Diet, Neurodegenerative Diseases, and Aging

Aging and Longevity, chaired by Dr. Donald Reed (Oregon State University)

Dr. Richard Weindruch (University of Wisconsin-Madison) noted that caloric restriction is, so far, the only strategy that extends lifespan in mammals. Caloric restriction improves many physiological parameters and may retard aging and lengthen lifespan by reducing free radical damage. Even when implemented in mid-adulthood in mice, caloric restriction can extend lifespan by 10 to 20%. Dr. Tory Hagen (LPI) presented his research on mitochondrial dysfunction, which is associated with aging in rats. With age, mitochondria become more susceptible to oxidative damage, partly because their levels of protective vitamin C and glutathione decrease. Supplementation of rats with two "age-essential" micronutrients, L-carnitine (a non-protein amino acid) and R-lipoic acid, significantly improves mitochondrial function. L-carnitine improves the conversion of fatty acids to ATP, which is the cell's chemical form of energy, and lipoic acid reverses the age-related decline of glutathione, an intracellular antioxidant, in cells and mitochondria. Vitamin C loss in the cells of old rats can also be reversed by supplementation. The brain is especially vulnerable to oxidative stress because it consumes about 20% of the oxygen used by the body. Therefore, the consumption of fruits and vegetables that contain antioxidant substances may slow brain aging and protect against neurodegenerative diseases like Alzheimer's disease, according to Dr. Jim Joseph (Tufts). He showed that anti-oxidant and anti-inflammatory extracts from blueberries called anthocyanins fed to mice substantially improved their performance in a water maze test of cognitive function. Antioxidant-rich spinach extracts had a similar effect.

Cognitive Function and Neurodegenerative Diseases, chaired by Dr. Joseph Beckman (LPI)

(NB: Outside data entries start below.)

use anyhow::{anyhow, Result};
use std::sync::atomic::{AtomicU64, Ordering};

use crate::detect::backend::DetectorBackend;
use crate::detect::result::{BoundingBox, Detection};
use crate::frame::Frame;

/// Scripted backend for tests and model-less runs.
///
/// Each call returns the next entry of the script (cycling); frame-relative
/// boxes are scaled to the frame being predicted on.
pub struct StubBackend {
    script: Vec<Vec<StubDetection>>,
    fail_on_call: Option<u64>,
    calls: AtomicU64,
}

/// A detection with box coordinates as fractions of the frame size.
#[derive(Clone, Copy, Debug)]
pub struct StubDetection {
    pub class_id: u32,
    pub confidence: f32,
    pub rel: [f32; 4],
}

impl StubDetection {
    pub fn new(class_id: u32, confidence: f32, rel: [f32; 4]) -> Self {
        Self {
            class_id,
            confidence,
            rel,
        }
    }
}

impl StubBackend {
    /// Never detects anything.
    pub fn empty() -> Self {
        Self::scripted(vec![Vec::new()])
    }

    /// One car covering the middle half of every frame.
    pub fn center_car() -> Self {
        Self::scripted(vec![vec![StubDetection::new(
            2,
            0.9,
            [0.25, 0.25, 0.75, 0.75],
        )]])
    }

    pub fn scripted(script: Vec<Vec<StubDetection>>) -> Self {
        Self {
            script,
            fail_on_call: None,
            calls: AtomicU64::new(0),
        }
    }

    /// Fault on the given zero-based call.
    pub fn failing_on(mut self, call: u64) -> Self {
        self.fail_on_call = Some(call);
        self
    }

    pub fn calls(&self) -> u64 {
        self.calls.load(Ordering::SeqCst)
    }
}

impl Default for StubBackend {
    fn default() -> Self {
        Self::empty()
    }
}

impl DetectorBackend for StubBackend {
    fn name(&self) -> &'static str {
        "stub"
    }

    fn predict(&self, frame: &Frame) -> Result<Vec<Detection>> {
        let call = self.calls.fetch_add(1, Ordering::SeqCst);
        if self.fail_on_call == Some(call) {
            return Err(anyhow!("stub backend fault on call {}", call));
        }
        if self.script.is_empty() {
            return Ok(Vec::new());
        }
        let entry = &self.script[(call as usize) % self.script.len()];
        let (w, h) = (frame.width as f32, frame.height as f32);
        Ok(entry
            .iter()
            .map(|d| {
                Detection::new(
                    d.class_id,
                    d.confidence,
                    BoundingBox::new(d.rel[0] * w, d.rel[1] * h, d.rel[2] * w, d.rel[3] * h),
                )
            })
            .collect())
    }
}

#[cfg(test)]
mod tests {
    use super::*;

    #[test]
    fn scales_boxes_to_frame() {
        let backend = StubBackend::center_car();
        let frame = Frame::filled(200, 100, [0, 0, 0]).unwrap();
        let dets = backend.predict(&frame).unwrap();
        assert_eq!(dets.len(), 1);
        assert_eq!(dets[0].bbox, BoundingBox::new(50.0, 25.0, 150.0, 75.0));
    }

    #[test]
    fn fails_on_requested_call_only() {
        let backend = StubBackend::empty().failing_on(1);
        let frame = Frame::filled(8, 8, [0, 0, 0]).unwrap();
        assert!(backend.predict(&frame).is_ok());
        assert!(backend.predict(&frame).is_err());
        assert!(backend.predict(&frame).is_ok());
        assert_eq!(backend.calls(), 3);
    }
}
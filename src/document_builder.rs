//! Document Builder Module
//!
//! Assembles the captured frames into a PDF, one page per frame.

use crate::video_processor::FrameRecord;
use anyhow::{Context, Result};
use image::{ImageOutputFormat, RgbImage};
use log::{error, info, warn};
use pdf_writer::{Content, Filter, Finish, Name, Pdf, Rect, Ref};
use std::fs;
use std::io::Cursor;
use std::path::Path;

// Standard PDF page sizes in points (1/72 inch).
const A4_WIDTH_PT: f32 = 595.0;
const A4_HEIGHT_PT: f32 = 842.0;
const JPEG_QUALITY: u8 = 95;

/// Builds a PDF from the given frames in the order given. Frames whose image
/// cannot be loaded are logged and skipped. Returns `false` when there was
/// nothing to write.
pub fn generate_pdf(frames: &[FrameRecord], output_path: &Path) -> Result<bool> {
    if frames.is_empty() {
        warn!("No frames to generate PDF from");
        return Ok(false);
    }

    let images: Vec<RgbImage> = frames
        .iter()
        .filter_map(|frame| match image::open(&frame.path) {
            Ok(img) => Some(img.to_rgb8()),
            Err(e) => {
                error!("Error loading image {:?}: {}", frame.path, e);
                None
            }
        })
        .collect();
    if images.is_empty() {
        warn!("None of the {} frames could be loaded; PDF not written", frames.len());
        return Ok(false);
    }

    let mut pdf = Pdf::new();
    let mut next_id = 1;
    let mut alloc = || {
        let r = Ref::new(next_id);
        next_id += 1;
        r
    };

    let catalog_ref = alloc();
    let page_tree_ref = alloc();
    pdf.catalog(catalog_ref).pages(page_tree_ref);

    let page_refs: Vec<Ref> = images.iter().map(|_| alloc()).collect();
    for (image, page_ref) in images.iter().zip(&page_refs) {
        let content_ref = alloc();
        let image_ref = alloc();
        build_single_page(&mut pdf, *page_ref, page_tree_ref, content_ref, image_ref, image)?;
    }
    pdf.pages(page_tree_ref).kids(page_refs.iter().copied()).count(page_refs.len() as i32);

    if let Some(parent_dir) = output_path.parent() {
        fs::create_dir_all(parent_dir).context("Failed to create PDF parent directory")?;
    }
    fs::write(output_path, pdf.finish()).context("Failed to write PDF file")?;
    info!("PDF generated: {:?}", output_path);
    Ok(true)
}

/// Writes the page, its content stream and its JPEG image XObject.
fn build_single_page(
    pdf: &mut Pdf,
    page_ref: Ref,
    page_tree_ref: Ref,
    content_ref: Ref,
    image_ref: Ref,
    frame: &RgbImage,
) -> Result<()> {
    let image_name_str = format!("Frame{}", image_ref.get());
    let image_name = Name(image_name_str.as_bytes());

    let (image_width, image_height) = frame.dimensions();
    let (page_width, page_height) = page_size(image_width, image_height);
    let scale_factor = (page_width / image_width as f32).min(page_height / image_height as f32);
    let scaled_width = image_width as f32 * scale_factor;
    let scaled_height = image_height as f32 * scale_factor;
    let offset_x = (page_width - scaled_width) / 2.0;
    let offset_y = (page_height - scaled_height) / 2.0;

    let mut page = pdf.page(page_ref);
    page.media_box(Rect::new(0.0, 0.0, page_width, page_height));
    page.parent(page_tree_ref);
    page.contents(content_ref);
    page.resources().x_objects().pair(image_name, image_ref);
    page.finish();

    let mut content = Content::new();
    content.save_state();
    content.transform([scaled_width, 0.0, 0.0, scaled_height, offset_x, offset_y]);
    content.x_object(image_name);
    content.restore_state();
    pdf.stream(content_ref, &content.finish());

    let mut encoded_bytes = Vec::new();
    frame.write_to(&mut Cursor::new(&mut encoded_bytes), ImageOutputFormat::Jpeg(JPEG_QUALITY))?;

    let mut image_xobject = pdf.image_xobject(image_ref, &encoded_bytes);
    image_xobject.filter(Filter::DctDecode);
    image_xobject.width(image_width as i32);
    image_xobject.height(image_height as i32);
    image_xobject.color_space().device_rgb();
    image_xobject.bits_per_component(8);
    image_xobject.finish();

    Ok(())
}

/// A4, turned to landscape for wide frames.
fn page_size(image_width: u32, image_height: u32) -> (f32, f32) {
    if image_width > image_height {
        (A4_HEIGHT_PT, A4_WIDTH_PT)
    } else {
        (A4_WIDTH_PT, A4_HEIGHT_PT)
    }
}
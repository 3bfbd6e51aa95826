//! VideoGapFinder - Main Application Entrypoint
//!
//! Parses command-line arguments, initializes logging and dispatches the
//! core processing logic.

use clap::Parser;
use log::{error, info};
use std::path::PathBuf;
use std::time::Duration;
use videogapfinder::model_gateway::{self, ModelSettings};
use videogapfinder::{run, utils};

/// Extracts frames from an educational video and uses a multimodal language model to find and fill content gaps.
#[derive(Parser, Debug)]
#[command(author, version, about, long_about = None)]
struct Args {
    /// Path to the input video file (e.g., lecture.mp4)
    #[arg(short, long)]
    input: PathBuf,

    /// Directory to save the output files
    #[arg(short, long)]
    output: PathBuf,

    /// Seconds between frames in the initial extraction pass
    #[arg(long, default_value_t = 5.0)]
    interval: f64,

    /// OpenAI API key; LLM analysis is disabled without one
    #[arg(long, env = "OPENAI_API_KEY", hide_env_values = true)]
    api_key: Option<String>,

    /// Base URL of an OpenAI-compatible API
    #[arg(long, env = "OPENAI_BASE_URL", default_value = model_gateway::DEFAULT_API_BASE)]
    api_base: String,

    /// Model used for per-frame analysis
    #[arg(long, default_value = model_gateway::DEFAULT_VISION_MODEL)]
    vision_model: String,

    /// Model used for sequence review and timestamp extraction
    #[arg(long, default_value = model_gateway::DEFAULT_TEXT_MODEL)]
    text_model: String,

    /// Maximum tokens per frame analysis
    #[arg(long, default_value_t = model_gateway::DEFAULT_MAX_TOKENS)]
    max_tokens: u32,

    /// Model request timeout in seconds
    #[arg(long, default_value_t = 120)]
    timeout: u64,

    /// Number of frames analyzed concurrently
    #[arg(short, long, default_value_t = 1)]
    concurrency: usize,

    /// Skip the second extraction pass over detected gaps
    #[arg(long)]
    no_second_pass: bool,

    /// Do not assemble the frames into a PDF
    #[arg(long)]
    no_pdf: bool,

    /// Logging verbosity level
    #[arg(long, value_enum, default_value_t = LogLevel::Info)]
    log_level: LogLevel,

    /// Also append log output to this file
    #[arg(long)]
    log_file: Option<PathBuf>,
}

#[derive(clap::ValueEnum, Clone, Debug)]
enum LogLevel {
    Error,
    Info,
    Debug,
}

fn main() {
    let args = Args::parse();

    // 1. Initialize Logger
    let log_level = match args.log_level {
        LogLevel::Error => "error",
        LogLevel::Info => "info",
        LogLevel::Debug => "debug",
    };
    if let Err(e) = utils::init_logging(log_level, args.log_file.as_deref()) {
        eprintln!("Failed to initialize logging: {:#}", e);
        std::process::exit(1);
    }

    info!("Starting VideoGapFinder...");

    // 2. Validate input path
    if !args.input.exists() {
        error!("Input file does not exist: {:?}", args.input);
        std::process::exit(1);
    }

    // 3. Create a configuration object from arguments
    let config = videogapfinder::Config {
        input_file: args.input,
        output_dir: args.output,
        interval: args.interval,
        model: ModelSettings {
            api_key: args.api_key,
            api_base: args.api_base,
            vision_model: args.vision_model,
            text_model: args.text_model,
            max_tokens: args.max_tokens,
            timeout: Duration::from_secs(args.timeout),
        },
        concurrency: args.concurrency,
        second_pass: !args.no_second_pass,
        generate_pdf: !args.no_pdf,
    };

    // 4. Run the main application logic
    if let Err(e) = run(config) {
        error!("Application failed: {:#}", e);
        std::process::exit(2);
    }

    info!("Processing completed successfully.");
}
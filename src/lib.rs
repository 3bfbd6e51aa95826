//! VideoGapFinder - Core Library
//!
//! This file wires the modules together: frame extraction, per-frame and
//! sequence analysis through a language model, a second extraction pass over
//! the gaps the model finds, and the output files of a run.

use anyhow::{Context, Result};
use log::{info, warn};
use std::path::PathBuf;

pub mod analysis_store;
pub mod document_builder;
pub mod error;
pub mod frame_analyzer;
pub mod gap_extractor;
pub mod model_gateway;
pub mod pipeline;
pub mod sequence_analyzer;
pub mod utils;
pub mod video_processor;

use model_gateway::{ModelAccess, ModelSettings};
use pipeline::PipelineOptions;
use video_processor::VideoFrameExtractor;

/// Application configuration structure.
#[derive(Debug)]
pub struct Config {
    pub input_file: PathBuf,
    pub output_dir: PathBuf,
    /// Seconds between frames of the initial pass.
    pub interval: f64,
    pub model: ModelSettings,
    pub concurrency: usize,
    pub second_pass: bool,
    pub generate_pdf: bool,
}

/// Runs both extraction passes over the input video and writes the results.
pub fn run(config: Config) -> Result<()> {
    info!("Initializing processing with config: {:?}", config);

    // 1. Setup output directories
    let dirs = utils::create_output_dirs(&config.output_dir)?;

    // 2. Model access, decided once for the whole run
    let access = ModelAccess::from_settings(&config.model).context("Failed to set up the model client")?;

    match video_processor::probe_duration(&config.input_file) {
        Ok(duration) => info!("Video duration: {:.1}s", duration),
        Err(e) => warn!("Could not read video duration: {:#}", e),
    }

    // 3. Extract, analyze and fill gaps
    let mut extractor = VideoFrameExtractor::new(&config.input_file, &dirs.frames, config.interval)?;
    let mut options = PipelineOptions::new(dirs.analysis.clone(), &config.model);
    options.concurrency = config.concurrency;
    options.second_pass = config.second_pass;
    let report = pipeline::run_pipeline(&access, &mut extractor, &options)?;

    if report.frames.is_empty() {
        warn!("No frames were extracted from {:?}.", config.input_file);
    }

    // 4. Metadata and exports
    utils::save_metadata(&report.frames, &config.output_dir)?;
    if config.generate_pdf {
        let pdf_path = dirs.exports.join("frames.pdf");
        document_builder::generate_pdf(&report.frames, &pdf_path)
            .context("Failed to build PDF document")?;
    }

    // 5. Summary
    let metadata = utils::FrameMetadata {
        total_frames: report.frames.len(),
        frames: report.frames,
    };
    let analysis = match &report.saved_to {
        Ok(path) => match analysis_store::load_analysis(path) {
            Ok(value) => Some(value),
            Err(e) => {
                warn!("Could not reload saved analysis: {:#}", e);
                None
            }
        },
        Err(_) => None,
    };
    println!("\n{}", utils::summarize(&metadata, analysis.as_ref()));

    Ok(())
}
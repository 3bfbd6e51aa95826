//! Model Gateway Module
//!
//! The single boundary where requests leave the process for a hosted
//! language model. Everything above this module talks to the
//! [`ModelGateway`] trait through a [`ModelAccess`] capability, which is
//! either `Disabled` (no API key) or `Enabled` with a concrete gateway.

use crate::error::AnalysisError;
use log::{debug, warn};
use reqwest::blocking::Client;
use serde::{Deserialize, Serialize};
use std::fmt;
use std::time::Duration;

pub const DEFAULT_API_BASE: &str = "https://api.openai.com/v1";
pub const DEFAULT_VISION_MODEL: &str = "gpt-4o";
pub const DEFAULT_TEXT_MODEL: &str = "gpt-4o";
pub const DEFAULT_MAX_TOKENS: u32 = 500;
pub const DEFAULT_TIMEOUT: Duration = Duration::from_secs(120);

#[derive(Debug, Clone, Copy, PartialEq, Eq, Serialize)]
#[serde(rename_all = "lowercase")]
pub enum Role {
    System,
    User,
}

/// One piece of a multimodal message.
#[derive(Debug, Clone, PartialEq, Serialize)]
#[serde(tag = "type", rename_all = "snake_case")]
pub enum ContentPart {
    Text { text: String },
    ImageUrl { image_url: ImageUrl },
}

#[derive(Debug, Clone, PartialEq, Serialize)]
pub struct ImageUrl {
    pub url: String,
}

impl ContentPart {
    pub fn text(text: impl Into<String>) -> Self {
        ContentPart::Text { text: text.into() }
    }

    /// Inline image content as a `data:` URL.
    pub fn inline_image(mime: &str, base64_data: &str) -> Self {
        ContentPart::ImageUrl {
            image_url: ImageUrl {
                url: format!("data:{mime};base64,{base64_data}"),
            },
        }
    }
}

#[derive(Debug, Clone, PartialEq, Serialize)]
pub struct ChatMessage {
    pub role: Role,
    pub content: Vec<ContentPart>,
}

impl ChatMessage {
    pub fn user(content: Vec<ContentPart>) -> Self {
        ChatMessage {
            role: Role::User,
            content,
        }
    }

    pub fn user_text(text: impl Into<String>) -> Self {
        Self::user(vec![ContentPart::text(text)])
    }
}

/// A chat-completions request as sent on the wire.
#[derive(Debug, Clone, PartialEq, Serialize)]
pub struct ChatRequest {
    pub model: String,
    pub messages: Vec<ChatMessage>,
    #[serde(skip_serializing_if = "Option::is_none")]
    pub max_tokens: Option<u32>,
}

impl ChatRequest {
    /// All text parts of all messages, joined by newlines.
    pub fn prompt_text(&self) -> String {
        self.messages
            .iter()
            .flat_map(|m| m.content.iter())
            .filter_map(|part| match part {
                ContentPart::Text { text } => Some(text.as_str()),
                ContentPart::ImageUrl { .. } => None,
            })
            .collect::<Vec<_>>()
            .join("\n")
    }

    pub fn image_count(&self) -> usize {
        self.messages
            .iter()
            .flat_map(|m| m.content.iter())
            .filter(|part| matches!(part, ContentPart::ImageUrl { .. }))
            .count()
    }
}

/// Sends one request to a hosted model and returns the text of the first
/// completion choice.
pub trait ModelGateway: Send + Sync {
    fn complete(&self, request: &ChatRequest) -> Result<String, AnalysisError>;
}

#[derive(Deserialize)]
struct ChatCompletion {
    #[serde(default)]
    choices: Vec<Choice>,
}

#[derive(Deserialize)]
struct Choice {
    message: ChoiceMessage,
}

#[derive(Deserialize)]
struct ChoiceMessage {
    content: Option<String>,
}

/// Gateway for OpenAI-compatible `/chat/completions` endpoints.
pub struct OpenAiGateway {
    client: Client,
    endpoint: String,
    api_key: String,
}

impl OpenAiGateway {
    pub fn new(api_key: &str, api_base: &str, timeout: Duration) -> Result<Self, AnalysisError> {
        let client = Client::builder().timeout(timeout).build()?;
        Ok(OpenAiGateway {
            client,
            endpoint: format!("{}/chat/completions", api_base.trim().trim_end_matches('/')),
            api_key: api_key.to_string(),
        })
    }
}

impl ModelGateway for OpenAiGateway {
    fn complete(&self, request: &ChatRequest) -> Result<String, AnalysisError> {
        debug!("Sending request to {} (model {})", self.endpoint, request.model);
        let response = self
            .client
            .post(&self.endpoint)
            .bearer_auth(&self.api_key)
            .json(request)
            .send()?;

        let status = response.status();
        if !status.is_success() {
            let body = response.text().unwrap_or_default();
            return Err(AnalysisError::Api {
                status: status.as_u16(),
                body,
            });
        }

        let completion: ChatCompletion = response
            .json()
            .map_err(|e| AnalysisError::MalformedResponse(e.to_string()))?;
        first_choice_text(completion)
    }
}

fn first_choice_text(completion: ChatCompletion) -> Result<String, AnalysisError> {
    completion
        .choices
        .into_iter()
        .next()
        .and_then(|choice| choice.message.content)
        .ok_or_else(|| AnalysisError::MalformedResponse("response has no message content".into()))
}

/// Connection settings for the hosted model.
#[derive(Clone)]
pub struct ModelSettings {
    pub api_key: Option<String>,
    pub api_base: String,
    pub vision_model: String,
    pub text_model: String,
    pub max_tokens: u32,
    pub timeout: Duration,
}

impl Default for ModelSettings {
    fn default() -> Self {
        ModelSettings {
            api_key: None,
            api_base: DEFAULT_API_BASE.to_string(),
            vision_model: DEFAULT_VISION_MODEL.to_string(),
            text_model: DEFAULT_TEXT_MODEL.to_string(),
            max_tokens: DEFAULT_MAX_TOKENS,
            timeout: DEFAULT_TIMEOUT,
        }
    }
}

impl fmt::Debug for ModelSettings {
    fn fmt(&self, f: &mut fmt::Formatter<'_>) -> fmt::Result {
        f.debug_struct("ModelSettings")
            .field("api_key", &self.api_key.as_ref().map(|_| "<redacted>"))
            .field("api_base", &self.api_base)
            .field("vision_model", &self.vision_model)
            .field("text_model", &self.text_model)
            .field("max_tokens", &self.max_tokens)
            .field("timeout", &self.timeout)
            .finish()
    }
}

/// Capability to reach a model. Built once at startup and handed to every
/// analysis component by reference.
pub enum ModelAccess<G = OpenAiGateway> {
    Disabled,
    Enabled(G),
}

impl<G: ModelGateway> ModelAccess<G> {
    pub fn is_enabled(&self) -> bool {
        matches!(self, ModelAccess::Enabled(_))
    }

    /// The gateway, or [`AnalysisError::Disabled`] without touching the network.
    pub fn gateway(&self) -> Result<&G, AnalysisError> {
        match self {
            ModelAccess::Enabled(gateway) => Ok(gateway),
            ModelAccess::Disabled => Err(AnalysisError::Disabled),
        }
    }
}

impl ModelAccess<OpenAiGateway> {
    /// Builds the capability from settings. A missing or blank API key yields
    /// `Disabled` and logs a single warning.
    pub fn from_settings(settings: &ModelSettings) -> Result<Self, AnalysisError> {
        match settings.api_key.as_deref().map(str::trim) {
            Some(key) if !key.is_empty() => Ok(ModelAccess::Enabled(OpenAiGateway::new(
                key,
                &settings.api_base,
                settings.timeout,
            )?)),
            _ => {
                warn!("No OpenAI API key provided. LLM analysis will be disabled.");
                Ok(ModelAccess::Disabled)
            }
        }
    }
}


#[cfg(test)]
mod tests {
    use super::*;
    use serde_json::json;

    #[test]
    fn request_serializes_to_chat_completions_shape() {
        let request = ChatRequest {
            model: "gpt-4o".to_string(),
            messages: vec![ChatMessage::user(vec![
                ContentPart::text("Describe"),
                ContentPart::inline_image("image/png", "AAAA"),
            ])],
            max_tokens: Some(500),
        };

        let value = serde_json::to_value(&request).unwrap();
        assert_eq!(
            value,
            json!({
                "model": "gpt-4o",
                "messages": [{
                    "role": "user",
                    "content": [
                        {"type": "text", "text": "Describe"},
                        {"type": "image_url", "image_url": {"url": "data:image/png;base64,AAAA"}}
                    ]
                }],
                "max_tokens": 500
            })
        );
    }

    #[test]
    fn max_tokens_is_omitted_when_unset() {
        let request = ChatRequest {
            model: "gpt-4o".to_string(),
            messages: vec![ChatMessage::user_text("hi")],
            max_tokens: None,
        };
        let value = serde_json::to_value(&request).unwrap();
        assert!(value.get("max_tokens").is_none());
        assert_eq!(request.prompt_text(), "hi");
        assert_eq!(request.image_count(), 0);
    }

    #[test]
    fn first_choice_content_is_returned() {
        let completion: ChatCompletion = serde_json::from_value(json!({
            "choices": [
                {"message": {"role": "assistant", "content": "first"}},
                {"message": {"role": "assistant", "content": "second"}}
            ]
        }))
        .unwrap();
        assert_eq!(first_choice_text(completion).unwrap(), "first");
    }

    #[test]
    fn missing_choices_is_malformed() {
        let completion: ChatCompletion = serde_json::from_value(json!({})).unwrap();
        assert!(matches!(
            first_choice_text(completion),
            Err(AnalysisError::MalformedResponse(_))
        ));

        let completion: ChatCompletion = serde_json::from_value(json!({
            "choices": [{"message": {"role": "assistant", "content": null}}]
        }))
        .unwrap();
        assert!(matches!(
            first_choice_text(completion),
            Err(AnalysisError::MalformedResponse(_))
        ));
    }

    #[test]
    fn missing_or_blank_key_disables_access() {
        let settings = ModelSettings::default();
        let access = ModelAccess::from_settings(&settings).unwrap();
        assert!(!access.is_enabled());
        assert!(matches!(access.gateway(), Err(AnalysisError::Disabled)));

        let settings = ModelSettings {
            api_key: Some("   ".to_string()),
            ..ModelSettings::default()
        };
        assert!(!ModelAccess::from_settings(&settings).unwrap().is_enabled());
    }

    #[test]
    fn debug_output_hides_api_key() {
        let settings = ModelSettings {
            api_key: Some("sk-secret".to_string()),
            ..ModelSettings::default()
        };
        let printed = format!("{:?}", settings);
        assert!(!printed.contains("sk-secret"));
        assert!(printed.contains("<redacted>"));
    }

    #[test]
    fn configured_key_enables_access() {
        let settings = ModelSettings {
            api_key: Some("sk-test".to_string()),
            api_base: "http://localhost:9/v1/".to_string(),
            ..ModelSettings::default()
        };
        let access = ModelAccess::from_settings(&settings).unwrap();
        let gateway = access.gateway().unwrap();
        assert_eq!(gateway.endpoint, "http://localhost:9/v1/chat/completions");
    }
}
#![allow(dead_code)]

use anyhow::{anyhow, Result};
use std::fs;
use std::path::{Path, PathBuf};
use std::sync::Mutex;
use videogapfinder::error::AnalysisError;
use videogapfinder::model_gateway::{ChatRequest, ModelGateway};
use videogapfinder::video_processor::{FrameExtractor, FrameRecord};

/// Which analysis stage a request belongs to.
#[derive(Debug, Clone, Copy, PartialEq, Eq)]
pub enum Stage {
    Frame,
    Sequence,
    Gaps,
}

pub fn stage_of(request: &ChatRequest) -> Stage {
    if request.image_count() > 0 {
        Stage::Frame
    } else if request.prompt_text().starts_with("Review these") {
        Stage::Sequence
    } else {
        Stage::Gaps
    }
}

/// Gateway answering each stage with a fixed reply (or failure) and
/// recording every request.
pub struct StageGateway {
    pub frame_reply: Result<String, u16>,
    pub sequence_reply: Result<String, u16>,
    pub gaps_reply: Result<String, u16>,
    pub requests: Mutex<Vec<ChatRequest>>,
}

impl StageGateway {
    pub fn new(frame: &str, sequence: &str, gaps: &str) -> Self {
        StageGateway {
            frame_reply: Ok(frame.to_string()),
            sequence_reply: Ok(sequence.to_string()),
            gaps_reply: Ok(gaps.to_string()),
            requests: Mutex::new(Vec::new()),
        }
    }

    /// Every request fails with the given HTTP status.
    pub fn failing(status: u16) -> Self {
        StageGateway {
            frame_reply: Err(status),
            sequence_reply: Err(status),
            gaps_reply: Err(status),
            requests: Mutex::new(Vec::new()),
        }
    }

    pub fn requests_for(&self, stage: Stage) -> Vec<ChatRequest> {
        self.requests
            .lock()
            .unwrap()
            .iter()
            .filter(|r| stage_of(r) == stage)
            .cloned()
            .collect()
    }

    pub fn call_count(&self) -> usize {
        self.requests.lock().unwrap().len()
    }
}

impl ModelGateway for StageGateway {
    fn complete(&self, request: &ChatRequest) -> Result<String, AnalysisError> {
        self.requests.lock().unwrap().push(request.clone());
        let reply = match stage_of(request) {
            Stage::Frame => &self.frame_reply,
            Stage::Sequence => &self.sequence_reply,
            Stage::Gaps => &self.gaps_reply,
        };
        reply.clone().map_err(|status| AnalysisError::Api {
            status,
            body: "scripted failure".to_string(),
        })
    }
}

/// Extractor that writes small placeholder files instead of decoding video.
pub struct StubExtractor {
    pub dir: PathBuf,
    pub initial: Vec<f64>,
    /// Initial-pass timestamps whose file is never written.
    pub unreadable: Vec<f64>,
    pub fail_second_pass: bool,
    pub second_pass_requests: Vec<Vec<f64>>,
}

impl StubExtractor {
    pub fn new(dir: &Path, initial: &[f64]) -> Self {
        StubExtractor {
            dir: dir.to_path_buf(),
            initial: initial.to_vec(),
            unreadable: Vec::new(),
            fail_second_pass: false,
            second_pass_requests: Vec::new(),
        }
    }

    fn record(&self, prefix: &str, timestamp: f64, write: bool) -> FrameRecord {
        let path = self.dir.join(format!("{}_{}.png", prefix, timestamp));
        if write {
            fs::write(&path, format!("{} frame at {}", prefix, timestamp)).unwrap();
        }
        FrameRecord { timestamp, path }
    }
}

impl FrameExtractor for StubExtractor {
    fn extract_initial(&mut self) -> Result<Vec<FrameRecord>> {
        Ok(self
            .initial
            .iter()
            .map(|t| self.record("frame", *t, !self.unreadable.contains(t)))
            .collect())
    }

    fn extract_at(&mut self, timestamps: &[f64]) -> Result<Vec<FrameRecord>> {
        self.second_pass_requests.push(timestamps.to_vec());
        if self.fail_second_pass {
            return Err(anyhow!("decoder exploded"));
        }
        Ok(timestamps.iter().map(|t| self.record("gap", *t, true)).collect())
    }
}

Dr. Barry Oken (Oregon Health & Science University) reviewed the complementary/alternative therapies for Alzheimer's disease. Perhaps due to the lack of standardization of gingko biloba preparations and variability in dose, the results of clinical trials to assess its impact on cognitive function and behavior have had variable outcomes. Lack of standardization, misidentification, adulteration, and contamination also plague the clinical evaluation of other phytochemicals and botanicals. A trial of 2,000 IU/day vitamin E in Alzheimer's disease patients showed no improvement in cognitive performance, although the time to placement in nursing homes was delayed. Oxidative damage is a hallmark of the aged brain and is especially elevated in the brains of Alzheimer's disease patients. Dr. Elizabeth Head (University of California-Irvine) presented data from canine studies showing that the consumption of a diet rich in antioxidants, including vitamin C, improves cognitive function and complex learning in old dogs but has little effect in young dogs. Senile dogs share many of the same pathophysiological features of dementia with Alzheimer's patients. Dr. Mark Smith (Case Western Reserve University) introduced the observation that Alzheimer's disease patients consume about 400 more calories daily than non-affected individuals after age 60. His studies also found that people who develop Alzheimer's disease consume fewer fruits and vegetables and fewer antioxidant nutrients. These results suggest that oxidative stress and/or metabolic problems adversely affect neuronal function in Alzheimer's disease patients. This is further supported by the observations that an antioxidant blueberry extract protects neurons in culture and that gout may protect against Alzheimer's disease due to chronically elevated levels of the antioxidant uric acid.

Public Session

The morning and afternoon public presentations were designed to be less technical than the scientific presentations.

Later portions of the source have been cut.